(Exercise details): Say how many lines in the records hold the word "field", and give nothing but that number.

++++ Available data

//! Typed service configuration.
//!
//! Loaded from `FLASHDECK__`-prefixed environment variables (with `.env`
//! support in development) and validated before the service starts serving.

mod database;
mod error;
mod payment;
mod server;

use config::{Config, Environment};
use serde::Deserialize;

pub use database::DatabaseConfig;
pub use error::{ConfigError, ValidationError};
pub use payment::PaymentConfig;
pub use server::ServerConfig;

#[derive(Debug, Clone, Deserialize)]
pub struct AppConfig {
    #[serde(default)]
    pub server: ServerConfig,
    pub database: DatabaseConfig,
    pub payment: PaymentConfig,
}

impl AppConfig {
    /// Loads configuration from the environment.
    pub fn load() -> Result<Self, ConfigError> {
        let config = Config::builder()
            .add_source(
                Environment::with_prefix("FLASHDECK")
                    .separator("__")
                    .try_parsing(true),
            )
            .build()?;

        let app_config: AppConfig = config.try_deserialize()?;
        app_config.validate()?;
        Ok(app_config)
    }

    fn validate(&self) -> Result<(), ValidationError> {
        self.server.validate()?;
        self.database.validate()?;
        self.payment.validate()?;
        Ok(())
    }
}
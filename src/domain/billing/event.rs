//! Classification of raw provider events into typed billing events.
//!
//! The reconciler never matches on event-type strings; the raw envelope is
//! classified exactly once into a `BillingEvent` and dispatched from there.

use std::collections::HashMap;

use serde::Deserialize;

use super::errors::WebhookError;
use super::stripe_event::StripeEvent;
use super::subscription::{ProviderSubscription, SubscriptionStatus};
use crate::domain::foundation::{Timestamp, UserId};

/// Metadata key under which checkout-session creation plants the user id.
pub const USER_ID_METADATA_KEY: &str = "user_id";

/// A reference field that Stripe renders either as a bare id string or as an
/// expanded object carrying an `id`.
#[derive(Debug, Clone, Deserialize)]
#[serde(untagged)]
pub enum Expandable {
    Id(String),
    Object { id: String },
}

impl Expandable {
    pub fn id(&self) -> &str {
        match self {
            Expandable::Id(id) => id,
            Expandable::Object { id } => id,
        }
    }
}

/// Checkout-session payload, as carried on `checkout.session.completed`.
#[derive(Debug, Clone, Deserialize)]
pub struct CheckoutSession {
    pub id: String,
    #[serde(default)]
    pub client_reference_id: Option<String>,
    #[serde(default)]
    pub customer: Option<Expandable>,
    #[serde(default)]
    pub subscription: Option<Expandable>,
    #[serde(default)]
    pub metadata: HashMap<String, String>,
}

impl CheckoutSession {
    /// Resolves the user id for this session: explicit client reference id
    /// first, then the metadata field set by checkout-session creation.
    ///
    /// Values that are not valid UUIDs are treated as absent; the caller
    /// falls through to its unmappable-event path.
    pub fn user_id(&self) -> Option<UserId> {
        self.client_reference_id
            .as_deref()
            .or_else(|| self.metadata.get(USER_ID_METADATA_KEY).map(String::as_str))
            .and_then(|s| s.parse().ok())
    }

    pub fn customer_id(&self) -> Option<&str> {
        self.customer.as_ref().map(Expandable::id)
    }

    pub fn subscription_id(&self) -> Option<&str> {
        self.subscription.as_ref().map(Expandable::id)
    }
}

/// Subscription payload, as carried on `customer.subscription.*` events and
/// returned by the provider's subscription endpoints.
#[derive(Debug, Clone, Deserialize)]
pub struct SubscriptionObject {
    pub id: String,
    #[serde(default)]
    pub customer: Option<Expandable>,
    pub status: String,
    #[serde(default)]
    pub items: SubscriptionItems,
    #[serde(default)]
    pub current_period_end: Option<i64>,
    #[serde(default)]
    pub trial_end: Option<i64>,
    #[serde(default)]
    pub cancel_at_period_end: bool,
    #[serde(default)]
    pub default_payment_method: Option<Expandable>,
    #[serde(default)]
    pub metadata: HashMap<String, String>,
}

#[derive(Debug, Clone, Default, Deserialize)]
pub struct SubscriptionItems {
    #[serde(default)]
    pub data: Vec<SubscriptionItem>,
}

#[derive(Debug, Clone, Deserialize)]
pub struct SubscriptionItem {
    #[serde(default)]
    pub price: Option<Price>,
}

#[derive(Debug, Clone, Deserialize)]
pub struct Price {
    pub id: String,
}

impl SubscriptionObject {
    /// Converts the wire shape into the domain's provider view.
    pub fn into_provider(self) -> ProviderSubscription {
        let metadata_user_id = self
            .metadata
            .get(USER_ID_METADATA_KEY)
            .and_then(|s| s.parse().ok());

        ProviderSubscription {
            customer_id: self.customer.as_ref().map(|c| c.id().to_string()),
            status: SubscriptionStatus::parse(&self.status),
            price_id: self
                .items
                .data
                .first()
                .and_then(|item| item.price.as_ref())
                .map(|price| price.id.clone()),
            current_period_end: self.current_period_end.and_then(Timestamp::from_unix),
            trial_end: self.trial_end.and_then(Timestamp::from_unix),
            cancel_at_period_end: self.cancel_at_period_end,
            default_payment_method: self
                .default_payment_method
                .as_ref()
                .map(|pm| pm.id().to_string()),
            metadata_user_id,
            id: self.id,
        }
    }
}

/// A verified provider event, classified by the transition it requests.
#[derive(Debug, Clone)]
pub enum BillingEvent {
    /// `checkout.session.completed`
    CheckoutCompleted {
        event_type: String,
        session: CheckoutSession,
    },
    /// `customer.subscription.created` or `customer.subscription.updated`;
    /// both are full-state mirrors of the provider's view.
    SubscriptionUpserted {
        event_type: String,
        subscription: ProviderSubscription,
    },
    /// `customer.subscription.deleted`
    SubscriptionDeleted {
        event_type: String,
        subscription: ProviderSubscription,
    },
    /// Any event type this service does not reconcile; acknowledged without
    /// mutation.
    Other { event_type: String },
}

impl BillingEvent {
    /// Classifies a verified raw event.
    ///
    /// # Errors
    ///
    /// Returns `WebhookError::Parse` when a recognized event type carries a
    /// payload that does not match its documented shape.
    pub fn classify(event: &StripeEvent) -> Result<Self, WebhookError> {
        let event_type = event.event_type.clone();
        match event.event_type.as_str() {
            "checkout.session.completed" => {
                let session: CheckoutSession = event.deserialize_object().map_err(|e| {
                    WebhookError::Parse(format!("invalid checkout session payload: {e}"))
                })?;
                Ok(BillingEvent::CheckoutCompleted {
                    event_type,
                    session,
                })
            }
            "customer.subscription.created" | "customer.subscription.updated" => {
                let object: SubscriptionObject = event.deserialize_object().map_err(|e| {
                    WebhookError::Parse(format!("invalid subscription payload: {e}"))
                })?;
                Ok(BillingEvent::SubscriptionUpserted {
                    event_type,
                    subscription: object.into_provider(),
                })
            }
            "customer.subscription.deleted" => {
                let object: SubscriptionObject = event.deserialize_object().map_err(|e| {
                    WebhookError::Parse(format!("invalid subscription payload: {e}"))
                })?;
                Ok(BillingEvent::SubscriptionDeleted {
                    event_type,
                    subscription: object.into_provider(),
                })
            }
            _ => Ok(BillingEvent::Other { event_type }),
        }
    }

    /// The provider's event type string, echoed back in acknowledgments.
    pub fn event_type(&self) -> &str {
        match self {
            BillingEvent::CheckoutCompleted { event_type, .. }
            | BillingEvent::SubscriptionUpserted { event_type, .. }
            | BillingEvent::SubscriptionDeleted { event_type, .. }
            | BillingEvent::Other { event_type } => event_type,
        }
    }
}
pub mod billing;
pub mod foundation;
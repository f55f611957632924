mod adapter;

pub use adapter::StripeAdapter;
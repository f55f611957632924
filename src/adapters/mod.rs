pub mod http;
pub mod postgres;
pub mod stripe;
//! Billing command handlers: webhook reconciliation and the iOS
//! subscription upsert.

mod reconcile_webhook;
mod verify_ios;

pub use reconcile_webhook::{ReconcileOutcome, ReconcileWebhookHandler};
pub use verify_ios::{VerifyIosCommand, VerifyIosHandler};
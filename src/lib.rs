//! FlashDeck billing service.
//!
//! Receives Stripe billing-lifecycle webhooks, verifies their signatures,
//! and reconciles them onto durable subscription state in PostgreSQL,
//! enforcing a one-trial-per-card policy via a payment-instrument
//! fingerprint ledger.

pub mod adapters;
pub mod application;
pub mod config;
pub mod domain;
pub mod ports;
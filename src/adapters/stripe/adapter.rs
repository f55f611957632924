//! Stripe REST adapter for the `PaymentProvider` port.
//!
//! Authenticates with the secret key via HTTP basic auth; request bodies are
//! form-encoded per Stripe's API conventions.

use async_trait::async_trait;
use reqwest::Client;
use secrecy::{ExposeSecret, SecretString};
use serde::Deserialize;
use tracing::warn;

use crate::domain::billing::{Expandable, SubscriptionObject};
use crate::ports::{CardPaymentMethod, PaymentError, PaymentProvider};

const DEFAULT_API_BASE: &str = "https://api.stripe.com/v1";

#[derive(Debug, Deserialize)]
struct Customer {
    #[serde(default)]
    invoice_settings: Option<InvoiceSettings>,
}

#[derive(Debug, Deserialize)]
struct InvoiceSettings {
    #[serde(default)]
    default_payment_method: Option<Expandable>,
}

#[derive(Debug, Deserialize)]
struct PaymentMethodList {
    #[serde(default)]
    data: Vec<CardPaymentMethod>,
}

pub struct StripeAdapter {
    client: Client,
    secret_key: SecretString,
    api_base: String,
}

impl StripeAdapter {
    pub fn new(client: Client, secret_key: SecretString) -> Self {
        Self {
            client,
            secret_key,
            api_base: DEFAULT_API_BASE.to_string(),
        }
    }

    /// Points the adapter at a different API base, for tests against a stub
    /// server.
    pub fn with_api_base(mut self, api_base: impl Into<String>) -> Self {
        self.api_base = api_base.into();
        self
    }

    async fn get_json<T: serde::de::DeserializeOwned>(
        &self,
        path: &str,
        query: &[(&str, &str)],
    ) -> Result<T, PaymentError> {
        let response = self
            .client
            .get(format!("{}{}", self.api_base, path))
            .basic_auth(self.secret_key.expose_secret(), Option::<&str>::None)
            .query(query)
            .send()
            .await
            .map_err(|e| PaymentError::Request(e.to_string()))?;

        Self::parse_response(response).await
    }

    async fn post_form<T: serde::de::DeserializeOwned>(
        &self,
        path: &str,
        params: &[(&str, &str)],
    ) -> Result<T, PaymentError> {
        let response = self
            .client
            .post(format!("{}{}", self.api_base, path))
            .basic_auth(self.secret_key.expose_secret(), Option::<&str>::None)
            .form(params)
            .send()
            .await
            .map_err(|e| PaymentError::Request(e.to_string()))?;

        Self::parse_response(response).await
    }

    async fn parse_response<T: serde::de::DeserializeOwned>(
        response: reqwest::Response,
    ) -> Result<T, PaymentError> {
        let status = response.status();
        if !status.is_success() {
            let message = response.text().await.unwrap_or_default();
            warn!(status = status.as_u16(), "stripe api call failed");
            return Err(PaymentError::Api {
                status: status.as_u16(),
                message,
            });
        }
        response
            .json()
            .await
            .map_err(|e| PaymentError::InvalidResponse(e.to_string()))
    }
}

#[async_trait]
impl PaymentProvider for StripeAdapter {
    async fn get_subscription(
        &self,
        subscription_id: &str,
    ) -> Result<SubscriptionObject, PaymentError> {
        self.get_json(&format!("/subscriptions/{subscription_id}"), &[])
            .await
    }

    async fn customer_default_payment_method(
        &self,
        customer_id: &str,
    ) -> Result<Option<String>, PaymentError> {
        let customer: Customer = self.get_json(&format!("/customers/{customer_id}"), &[]).await?;
        Ok(customer
            .invoice_settings
            .and_then(|s| s.default_payment_method)
            .map(|pm| pm.id().to_string()))
    }

    async fn first_card_payment_method(
        &self,
        customer_id: &str,
    ) -> Result<Option<CardPaymentMethod>, PaymentError> {
        let list: PaymentMethodList = self
            .get_json(
                "/payment_methods",
                &[("customer", customer_id), ("type", "card"), ("limit", "1")],
            )
            .await?;
        Ok(list.data.into_iter().next())
    }

    async fn card_fingerprint(
        &self,
        payment_method_id: &str,
    ) -> Result<Option<String>, PaymentError> {
        let method: CardPaymentMethod = self
            .get_json(&format!("/payment_methods/{payment_method_id}"), &[])
            .await?;
        Ok(method.fingerprint().map(str::to_string))
    }

    async fn end_trial_now(&self, subscription_id: &str) -> Result<(), PaymentError> {
        let _: SubscriptionObject = self
            .post_form(
                &format!("/subscriptions/{subscription_id}"),
                &[("trial_end", "now"), ("cancel_at_period_end", "false")],
            )
            .await?;
        Ok(())
    }
}

#[cfg(test)]
mod tests {
    use super::*;

    #[test]
    fn customer_parses_invoice_default() {
        let json = r#"{
            "id": "cus_1",
            "invoice_settings": { "default_payment_method": "pm_9" }
        }"#;

        let customer: Customer = serde_json::from_str(json).unwrap();
        let pm = customer
            .invoice_settings
            .and_then(|s| s.default_payment_method)
            .map(|pm| pm.id().to_string());
        assert_eq!(pm.as_deref(), Some("pm_9"));
    }

    #[test]
    fn customer_without_invoice_settings_parses() {
        let customer: Customer = serde_json::from_str(r#"{ "id": "cus_1" }"#).unwrap();
        assert!(customer.invoice_settings.is_none());
    }

    #[test]
    fn payment_method_list_parses_card_fingerprint() {
        let json = r#"{
            "object": "list",
            "data": [
                { "id": "pm_1", "card": { "fingerprint": "fp_abc", "brand": "visa" } }
            ]
        }"#;

        let list: PaymentMethodList = serde_json::from_str(json).unwrap();
        let first = list.data.into_iter().next().unwrap();
        assert_eq!(first.fingerprint(), Some("fp_abc"));
    }

    #[test]
    fn payment_method_without_card_has_no_fingerprint() {
        let method: CardPaymentMethod =
            serde_json::from_str(r#"{ "id": "pm_1", "type": "sepa_debit" }"#).unwrap();
        assert_eq!(method.fingerprint(), None);
    }
}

++++++++

(Response): 2